Provided records:
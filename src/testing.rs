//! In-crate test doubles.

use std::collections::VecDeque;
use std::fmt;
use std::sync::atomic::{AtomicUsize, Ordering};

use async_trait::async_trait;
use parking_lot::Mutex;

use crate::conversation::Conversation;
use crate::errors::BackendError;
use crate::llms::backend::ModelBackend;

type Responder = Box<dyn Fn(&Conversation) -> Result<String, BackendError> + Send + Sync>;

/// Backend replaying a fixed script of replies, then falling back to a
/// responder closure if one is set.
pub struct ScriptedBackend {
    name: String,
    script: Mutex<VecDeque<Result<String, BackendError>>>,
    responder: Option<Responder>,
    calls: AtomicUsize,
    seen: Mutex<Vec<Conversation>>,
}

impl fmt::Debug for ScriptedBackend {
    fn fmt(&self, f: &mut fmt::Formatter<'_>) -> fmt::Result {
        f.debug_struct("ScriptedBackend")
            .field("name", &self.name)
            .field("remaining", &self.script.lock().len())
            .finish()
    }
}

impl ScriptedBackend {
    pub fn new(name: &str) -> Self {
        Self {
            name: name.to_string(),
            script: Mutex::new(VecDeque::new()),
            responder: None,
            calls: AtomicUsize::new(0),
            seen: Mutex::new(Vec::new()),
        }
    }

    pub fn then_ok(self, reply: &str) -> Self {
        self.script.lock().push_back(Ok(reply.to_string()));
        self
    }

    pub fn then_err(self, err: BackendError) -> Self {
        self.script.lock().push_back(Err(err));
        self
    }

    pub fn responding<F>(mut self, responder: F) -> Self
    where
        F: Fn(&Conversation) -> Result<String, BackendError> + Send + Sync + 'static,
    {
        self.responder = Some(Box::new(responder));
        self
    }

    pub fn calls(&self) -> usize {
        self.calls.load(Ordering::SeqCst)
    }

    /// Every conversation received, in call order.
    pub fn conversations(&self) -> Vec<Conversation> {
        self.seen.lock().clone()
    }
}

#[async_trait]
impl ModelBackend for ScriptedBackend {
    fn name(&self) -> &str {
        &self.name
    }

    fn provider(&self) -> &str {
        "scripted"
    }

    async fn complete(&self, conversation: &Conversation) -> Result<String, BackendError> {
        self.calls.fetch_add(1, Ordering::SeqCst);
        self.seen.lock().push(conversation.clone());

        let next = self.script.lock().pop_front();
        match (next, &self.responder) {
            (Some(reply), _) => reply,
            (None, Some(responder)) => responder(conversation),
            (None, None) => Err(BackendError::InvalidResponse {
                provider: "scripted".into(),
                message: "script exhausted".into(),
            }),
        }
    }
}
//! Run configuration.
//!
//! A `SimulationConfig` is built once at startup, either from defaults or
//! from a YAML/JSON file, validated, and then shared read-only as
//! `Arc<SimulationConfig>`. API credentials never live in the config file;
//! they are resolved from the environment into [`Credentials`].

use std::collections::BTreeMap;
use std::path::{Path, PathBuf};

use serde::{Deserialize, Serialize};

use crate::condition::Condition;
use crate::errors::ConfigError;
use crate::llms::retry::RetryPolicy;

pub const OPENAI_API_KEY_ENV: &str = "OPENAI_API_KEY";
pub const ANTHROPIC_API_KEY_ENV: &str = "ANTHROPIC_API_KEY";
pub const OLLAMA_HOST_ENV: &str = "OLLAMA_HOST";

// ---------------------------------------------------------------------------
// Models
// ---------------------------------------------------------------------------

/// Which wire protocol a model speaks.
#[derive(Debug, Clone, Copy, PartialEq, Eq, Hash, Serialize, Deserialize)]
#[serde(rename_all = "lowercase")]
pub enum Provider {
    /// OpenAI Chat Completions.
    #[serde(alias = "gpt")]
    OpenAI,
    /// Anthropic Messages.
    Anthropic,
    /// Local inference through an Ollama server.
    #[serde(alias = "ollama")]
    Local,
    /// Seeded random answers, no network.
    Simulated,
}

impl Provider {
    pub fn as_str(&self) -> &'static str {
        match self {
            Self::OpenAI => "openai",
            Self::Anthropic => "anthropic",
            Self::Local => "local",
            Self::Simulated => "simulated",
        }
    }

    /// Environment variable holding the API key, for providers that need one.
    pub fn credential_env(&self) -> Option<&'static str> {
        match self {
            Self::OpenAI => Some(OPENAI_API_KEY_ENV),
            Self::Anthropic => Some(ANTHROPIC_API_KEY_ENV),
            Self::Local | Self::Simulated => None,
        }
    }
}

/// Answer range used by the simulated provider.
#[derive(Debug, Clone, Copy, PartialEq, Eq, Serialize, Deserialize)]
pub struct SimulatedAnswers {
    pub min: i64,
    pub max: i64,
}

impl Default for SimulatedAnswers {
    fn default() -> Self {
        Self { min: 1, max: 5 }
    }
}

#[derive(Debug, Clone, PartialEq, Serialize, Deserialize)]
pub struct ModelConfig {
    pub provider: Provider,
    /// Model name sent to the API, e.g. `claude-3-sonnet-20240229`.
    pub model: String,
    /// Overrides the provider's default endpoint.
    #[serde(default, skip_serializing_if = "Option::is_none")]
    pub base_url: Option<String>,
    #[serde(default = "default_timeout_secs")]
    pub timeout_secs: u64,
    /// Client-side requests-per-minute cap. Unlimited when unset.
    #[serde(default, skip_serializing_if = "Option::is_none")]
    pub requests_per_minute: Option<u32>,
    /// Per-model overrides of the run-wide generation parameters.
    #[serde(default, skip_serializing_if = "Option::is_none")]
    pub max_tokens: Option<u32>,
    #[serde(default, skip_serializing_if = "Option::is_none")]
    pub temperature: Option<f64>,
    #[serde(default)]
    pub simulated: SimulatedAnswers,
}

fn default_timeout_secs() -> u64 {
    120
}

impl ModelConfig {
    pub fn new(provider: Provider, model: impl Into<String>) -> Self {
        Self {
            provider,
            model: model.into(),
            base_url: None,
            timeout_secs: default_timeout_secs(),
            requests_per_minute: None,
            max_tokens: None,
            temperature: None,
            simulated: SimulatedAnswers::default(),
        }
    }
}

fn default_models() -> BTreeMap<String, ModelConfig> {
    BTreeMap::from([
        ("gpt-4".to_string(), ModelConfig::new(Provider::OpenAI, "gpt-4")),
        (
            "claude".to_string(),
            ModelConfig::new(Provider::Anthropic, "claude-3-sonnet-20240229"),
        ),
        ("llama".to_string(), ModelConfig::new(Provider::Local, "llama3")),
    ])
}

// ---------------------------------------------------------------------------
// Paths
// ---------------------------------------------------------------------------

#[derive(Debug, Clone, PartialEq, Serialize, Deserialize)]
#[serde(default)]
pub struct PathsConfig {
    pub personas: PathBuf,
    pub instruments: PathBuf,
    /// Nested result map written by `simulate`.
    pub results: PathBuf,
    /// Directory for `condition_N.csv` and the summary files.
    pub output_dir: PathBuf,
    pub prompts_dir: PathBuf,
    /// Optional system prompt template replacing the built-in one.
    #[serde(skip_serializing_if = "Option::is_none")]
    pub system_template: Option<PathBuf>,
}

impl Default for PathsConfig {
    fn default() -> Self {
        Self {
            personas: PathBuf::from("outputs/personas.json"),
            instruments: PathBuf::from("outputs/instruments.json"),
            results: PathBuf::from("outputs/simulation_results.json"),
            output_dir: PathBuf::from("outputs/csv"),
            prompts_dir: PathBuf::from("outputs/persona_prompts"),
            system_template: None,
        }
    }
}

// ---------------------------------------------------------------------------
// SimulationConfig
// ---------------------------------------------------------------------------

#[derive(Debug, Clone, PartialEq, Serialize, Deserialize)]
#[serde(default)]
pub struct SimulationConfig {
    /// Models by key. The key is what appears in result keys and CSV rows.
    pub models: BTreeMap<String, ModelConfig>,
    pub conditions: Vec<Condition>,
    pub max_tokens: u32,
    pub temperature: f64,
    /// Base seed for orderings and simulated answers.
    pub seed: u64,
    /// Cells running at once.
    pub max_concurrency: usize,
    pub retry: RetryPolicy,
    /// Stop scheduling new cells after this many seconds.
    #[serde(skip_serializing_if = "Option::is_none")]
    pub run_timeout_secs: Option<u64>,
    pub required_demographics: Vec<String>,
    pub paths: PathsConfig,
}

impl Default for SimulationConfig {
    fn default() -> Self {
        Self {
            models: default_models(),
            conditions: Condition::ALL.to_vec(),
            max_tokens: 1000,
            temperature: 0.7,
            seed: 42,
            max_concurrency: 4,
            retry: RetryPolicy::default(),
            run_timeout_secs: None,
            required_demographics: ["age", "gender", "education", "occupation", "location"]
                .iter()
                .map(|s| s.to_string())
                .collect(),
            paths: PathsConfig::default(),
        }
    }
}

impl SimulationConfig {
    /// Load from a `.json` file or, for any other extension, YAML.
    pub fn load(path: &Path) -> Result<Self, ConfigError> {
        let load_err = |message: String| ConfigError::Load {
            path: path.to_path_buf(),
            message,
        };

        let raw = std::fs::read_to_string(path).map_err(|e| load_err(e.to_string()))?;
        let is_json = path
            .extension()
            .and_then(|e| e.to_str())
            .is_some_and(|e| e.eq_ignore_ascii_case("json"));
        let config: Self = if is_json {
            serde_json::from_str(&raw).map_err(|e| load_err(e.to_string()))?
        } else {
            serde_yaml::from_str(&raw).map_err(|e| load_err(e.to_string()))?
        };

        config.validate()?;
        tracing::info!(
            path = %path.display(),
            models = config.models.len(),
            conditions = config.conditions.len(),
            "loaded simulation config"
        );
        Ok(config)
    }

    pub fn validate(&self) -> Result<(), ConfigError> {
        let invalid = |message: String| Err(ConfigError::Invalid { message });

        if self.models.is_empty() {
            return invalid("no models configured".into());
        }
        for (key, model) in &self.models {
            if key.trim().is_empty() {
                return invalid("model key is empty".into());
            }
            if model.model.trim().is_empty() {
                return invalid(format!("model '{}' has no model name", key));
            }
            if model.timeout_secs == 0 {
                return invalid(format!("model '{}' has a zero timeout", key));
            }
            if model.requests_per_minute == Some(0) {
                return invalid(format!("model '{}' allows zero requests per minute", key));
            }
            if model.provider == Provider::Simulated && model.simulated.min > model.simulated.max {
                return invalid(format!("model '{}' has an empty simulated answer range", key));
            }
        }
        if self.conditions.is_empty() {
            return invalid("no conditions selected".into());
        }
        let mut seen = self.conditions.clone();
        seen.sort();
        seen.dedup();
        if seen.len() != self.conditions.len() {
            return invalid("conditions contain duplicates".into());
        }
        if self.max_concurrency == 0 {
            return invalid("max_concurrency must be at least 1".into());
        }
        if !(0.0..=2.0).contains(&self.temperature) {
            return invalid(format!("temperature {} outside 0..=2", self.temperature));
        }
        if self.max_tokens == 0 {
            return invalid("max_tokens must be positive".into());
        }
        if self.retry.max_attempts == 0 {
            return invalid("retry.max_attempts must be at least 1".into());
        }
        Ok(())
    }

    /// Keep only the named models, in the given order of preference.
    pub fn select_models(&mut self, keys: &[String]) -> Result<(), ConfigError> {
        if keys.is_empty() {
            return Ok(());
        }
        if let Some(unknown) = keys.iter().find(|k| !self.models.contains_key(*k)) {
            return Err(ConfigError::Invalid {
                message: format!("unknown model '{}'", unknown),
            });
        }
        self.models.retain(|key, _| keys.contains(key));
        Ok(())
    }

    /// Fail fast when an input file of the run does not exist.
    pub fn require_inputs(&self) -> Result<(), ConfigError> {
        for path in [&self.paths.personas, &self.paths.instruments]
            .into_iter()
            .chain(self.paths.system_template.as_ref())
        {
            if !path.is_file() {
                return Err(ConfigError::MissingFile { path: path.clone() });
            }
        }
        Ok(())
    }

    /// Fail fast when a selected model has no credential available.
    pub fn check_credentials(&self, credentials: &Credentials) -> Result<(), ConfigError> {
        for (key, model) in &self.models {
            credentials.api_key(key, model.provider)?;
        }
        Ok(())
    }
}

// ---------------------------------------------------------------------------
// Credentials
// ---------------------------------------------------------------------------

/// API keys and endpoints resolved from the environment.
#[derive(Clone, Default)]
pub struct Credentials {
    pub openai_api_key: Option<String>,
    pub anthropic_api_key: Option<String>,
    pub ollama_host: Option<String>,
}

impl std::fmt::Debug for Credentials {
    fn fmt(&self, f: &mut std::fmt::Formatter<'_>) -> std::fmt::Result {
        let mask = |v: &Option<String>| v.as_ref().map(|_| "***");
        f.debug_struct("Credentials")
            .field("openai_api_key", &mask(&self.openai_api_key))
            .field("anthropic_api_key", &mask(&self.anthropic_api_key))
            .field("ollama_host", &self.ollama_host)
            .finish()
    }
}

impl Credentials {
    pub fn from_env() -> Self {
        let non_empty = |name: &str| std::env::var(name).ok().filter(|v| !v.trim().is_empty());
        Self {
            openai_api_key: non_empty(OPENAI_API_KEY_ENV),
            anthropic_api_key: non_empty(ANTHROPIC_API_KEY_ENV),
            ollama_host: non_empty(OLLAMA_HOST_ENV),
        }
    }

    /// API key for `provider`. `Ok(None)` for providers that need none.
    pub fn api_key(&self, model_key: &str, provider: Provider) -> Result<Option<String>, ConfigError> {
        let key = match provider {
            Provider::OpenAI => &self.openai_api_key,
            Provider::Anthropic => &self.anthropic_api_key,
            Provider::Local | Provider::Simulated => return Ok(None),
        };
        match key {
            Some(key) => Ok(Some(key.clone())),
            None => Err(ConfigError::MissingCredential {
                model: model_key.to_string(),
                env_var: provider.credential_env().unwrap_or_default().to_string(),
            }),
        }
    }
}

Work to complete:
Out of the entries, pull every line that mentions "range".

Solution to this task:
/// Answer range used by the simulated provider.
                return invalid(format!("model '{}' has an empty simulated answer range", key));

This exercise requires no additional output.